The German economy grew by 2.2% (2.5% when adjusted for working days) in 2017. A strong performance by an economy firing on all cylinders.
The German statistical office just continued its strange habit of releasing GDP data for the entire past year before actually publishing fourth quarter data. According to these numbers, German GDP increased by 2.2% in 2017, from 1.9% in 2016. Adjusted for differences in working days, German GDP increased by 2.5%, from 1.9% in 2016. In our view, this outcome suggests that the German economy has probably grown by some 0.5% QoQ in the fourth quarter.
Today’s GDP data mark the end of a remarkable year for the German economy. A year ago, consensus forecasts for German growth were around 1.5% for 2017. Now, GDP growth is likely to come in at around 2.5%. How could the German (and the Eurozone) economy surprise so positively?
A year ago, the German recovery already looked rather stretched. Sentiment indicators stagnated, with Brexit, the upcoming Dutch and French elections political risks had increased, and the new US administration had added possible trade wars into the growth equation of every forecaster. One year later the lesson is clear: “it was not politics, but economics, stupid”. Following a real Trump-spirit, the strong labour market, low interest rates and low inflation pushed the domestic economy into a sixth gear. Also, instead of suffering from protectionism or a Trump trade war, exports surged to new record highs and the long awaited investment pick-up finally kicked in. The result: the strongest annual growth performance since 2011. Of the last 35 quarters, the economy grew in 32, with an average growth rate of 0.5% QoQ. An impressive performance.
The growth performance is even more impressive given that it has been achieved without any significant structural reforms during the last ten years.

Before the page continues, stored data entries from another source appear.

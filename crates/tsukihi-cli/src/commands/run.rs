//! The `run` subcommand: discover inputs, run cohorts, write outputs.

use std::path::{Path, PathBuf};

use chrono::Local;
use clap::Args;
use tsukihi::inputs::loader;
use tsukihi::output;
use tsukihi::stats::{RunSummary, SummaryStats};

use crate::config::Config;
use crate::error::{CliError, Result};

/// Run every input file found in the inputs directory.
#[derive(Args, Debug)]
pub struct RunCommand {
    /// Skip writing the detailed cost files
    #[arg(long)]
    pub no_cost_files: bool,

    /// File name of the cross-run roll-up in the results directory
    #[arg(long, default_value = "popstats.tsv")]
    pub popstats: String,
}

impl RunCommand {
    pub fn execute(&self, config: &Config) -> Result<()> {
        let input_files = discover_inputs(config.inputs_dir())?;
        if input_files.is_empty() {
            return Err(CliError::NoInputs(
                config.inputs_dir().display().to_string(),
            ));
        }
        std::fs::create_dir_all(config.results_dir())?;

        let mut summaries = SummaryStats::new();
        let mut failures = 0usize;
        for path in &input_files {
            match self.run_one(path, config) {
                Ok(summary) => summaries.add(summary),
                Err(err) => {
                    // A bad input aborts that run only.
                    eprintln!("tsukihi: {}: {}", path.display(), err);
                    failures += 1;
                }
            }
        }
        if failures == input_files.len() {
            return Err(CliError::AllRunsFailed(failures));
        }

        summaries.finalize();
        let popstats_path = config.results_dir().join(&self.popstats);
        output::append_popstats(&popstats_path, &summaries)?;
        println!(
            "tsukihi: {} run(s) complete, {} failed; popstats at {}",
            input_files.len() - failures,
            failures,
            popstats_path.display()
        );
        Ok(())
    }

    fn run_one(&self, path: &Path, config: &Config) -> Result<RunSummary> {
        let sim = loader::load_context(path)?;
        let run_name = sim.run_specs.run_name.clone();
        println!(
            "tsukihi: running {} ({} patients)",
            run_name, sim.run_specs.num_cohorts
        );
        let output_set = tsukihi::run_cohort(&sim)?;

        let now = Local::now();
        let run_date = now.format("%Y-%m-%d").to_string();
        let run_time = now.format("%H:%M:%S").to_string();

        let stats_path = config.results_dir().join(format!("{}.out", run_name));
        output::write_stats_file(&stats_path, &output_set.stats, &sim, &run_date, &run_time)?;
        if !self.no_cost_files {
            let cost_path = config.results_dir().join(format!("{}.cost.tsv", run_name));
            output::write_cost_file(&cost_path, &output_set.costs)?;
        }
        if !output_set.trace_lines.is_empty() {
            let trace_path = config.results_dir().join(format!("{}.trace", run_name));
            output::write_trace_file(&trace_path, &output_set.trace_lines)?;
        }
        Ok(RunSummary::from_run_stats(
            &output_set.stats,
            run_date,
            run_time,
        ))
    }
}

/// All `*.ron` files in the inputs directory, sorted by name.
fn discover_inputs(dir: &Path) -> Result<Vec<PathBuf>> {
    let mut files = Vec::new();
    for entry in std::fs::read_dir(dir)? {
        let path = entry?.path();
        if path.extension().and_then(|e| e.to_str()) == Some("ron") {
            files.push(path);
        }
    }
    files.sort();
    Ok(files)
}

#[cfg(test)]
mod tests {
    use super::*;
    use tsukihi::inputs::INPUT_VERSION;

    fn write_input(dir: &Path, name: &str, run_name: &str) {
        let text = format!(
            "(input_version: \"{}\", run_specs: (run_name: \"{}\", run_set_name: \"set\", num_cohorts: 5, max_patient_months: 6))",
            INPUT_VERSION, run_name
        );
        std::fs::write(dir.join(name), text).unwrap();
    }

    #[test]
    fn test_discover_inputs_filters_and_sorts() {
        let dir = tempfile::tempdir().unwrap();
        write_input(dir.path(), "b.ron", "b");
        write_input(dir.path(), "a.ron", "a");
        std::fs::write(dir.path().join("notes.txt"), "skip me").unwrap();
        let files = discover_inputs(dir.path()).unwrap();
        assert_eq!(files.len(), 2);
        assert!(files[0].ends_with("a.ron"));
    }

    #[test]
    fn test_run_writes_output_set() {
        let inputs = tempfile::tempdir().unwrap();
        let results = tempfile::tempdir().unwrap();
        write_input(inputs.path(), "base.ron", "base");
        let config = Config::new()
            .with_inputs_dir(inputs.path().to_str().unwrap())
            .with_results_dir(results.path().to_str().unwrap());
        let cmd = RunCommand {
            no_cost_files: false,
            popstats: "popstats.tsv".into(),
        };
        cmd.execute(&config).unwrap();
        assert!(results.path().join("base.out").exists());
        assert!(results.path().join("base.cost.tsv").exists());
        assert!(results.path().join("popstats.tsv").exists());
    }

    #[test]
    fn test_bad_version_continues_to_next_input() {
        let inputs = tempfile::tempdir().unwrap();
        let results = tempfile::tempdir().unwrap();
        std::fs::write(
            inputs.path().join("bad.ron"),
            "(input_version: \"wrong\", run_specs: (run_name: \"bad\"))",
        )
        .unwrap();
        write_input(inputs.path(), "good.ron", "good");
        let config = Config::new()
            .with_inputs_dir(inputs.path().to_str().unwrap())
            .with_results_dir(results.path().to_str().unwrap());
        let cmd = RunCommand {
            no_cost_files: true,
            popstats: "popstats.tsv".into(),
        };
        cmd.execute(&config).unwrap();
        assert!(results.path().join("good.out").exists());
        assert!(!results.path().join("bad.out").exists());
    }

    #[test]
    fn test_empty_inputs_directory_is_fatal() {
        let inputs = tempfile::tempdir().unwrap();
        let config = Config::new().with_inputs_dir(inputs.path().to_str().unwrap());
        let cmd = RunCommand {
            no_cost_files: true,
            popstats: "popstats.tsv".into(),
        };
        assert!(matches!(
            cmd.execute(&config),
            Err(CliError::NoInputs(_))
        ));
    }
}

In this regards, the German economy is actually a good example of how an economy can benefit extensively from earlier reforms; at least if the external circumstances are right.
Looking ahead, the same fundamentals which have supported growth in 2016 and 2017 should still be in place in 2018. The only question is how much additional stimulus low interest rates, a relatively weak euro, strong domestic momentum and the recent upswing of the entire Eurozone economy can still provide to the mature cycle of the German economy. In our view, still a lot. The German economy still has some upward potential as the output gap is positive but not extraordinary high, capacity utilization is above historical average but still lower than in 2007 and investments have only started to increase this year. At the same time, however, the strong growth performance has led to reform complacency. Under the surface of strong growth, deficiencies in areas like digitalization, services and education have emerged. The next government still has the unique opportunity to tackle these challenges in good times and not wait until the bad times have started.
Not only the economy is in an excellent starting position to go through some change, sound public finances are also able to support change. For the first time, since the 1950s, the German government recorded a fiscal surplus in four consecutive years. According to the statistical office, the fiscal surplus came in at 38.4bn euro (1.2% GDP) in 2017, from 0.8% GDP in 2016. While German austerity fetishists will love it, these numbers should also wet political parties’ appetite for spending and investment. Or put more positively, sound public finances should make finding a compromise in the coalition talks in Berlin a bit easier.
All in all, with today’s numbers, the economic year 2017 can almost be filed away. Too much looking in the rear mirror brings the risk of being sidetracked and losing sight of hurdles on the road ahead. The next German government should use this unique opportunity for new structural reforms and investments. Otherwise, Germany could soon look into the rear mirror and see that recent strong growth period was just a last hooray.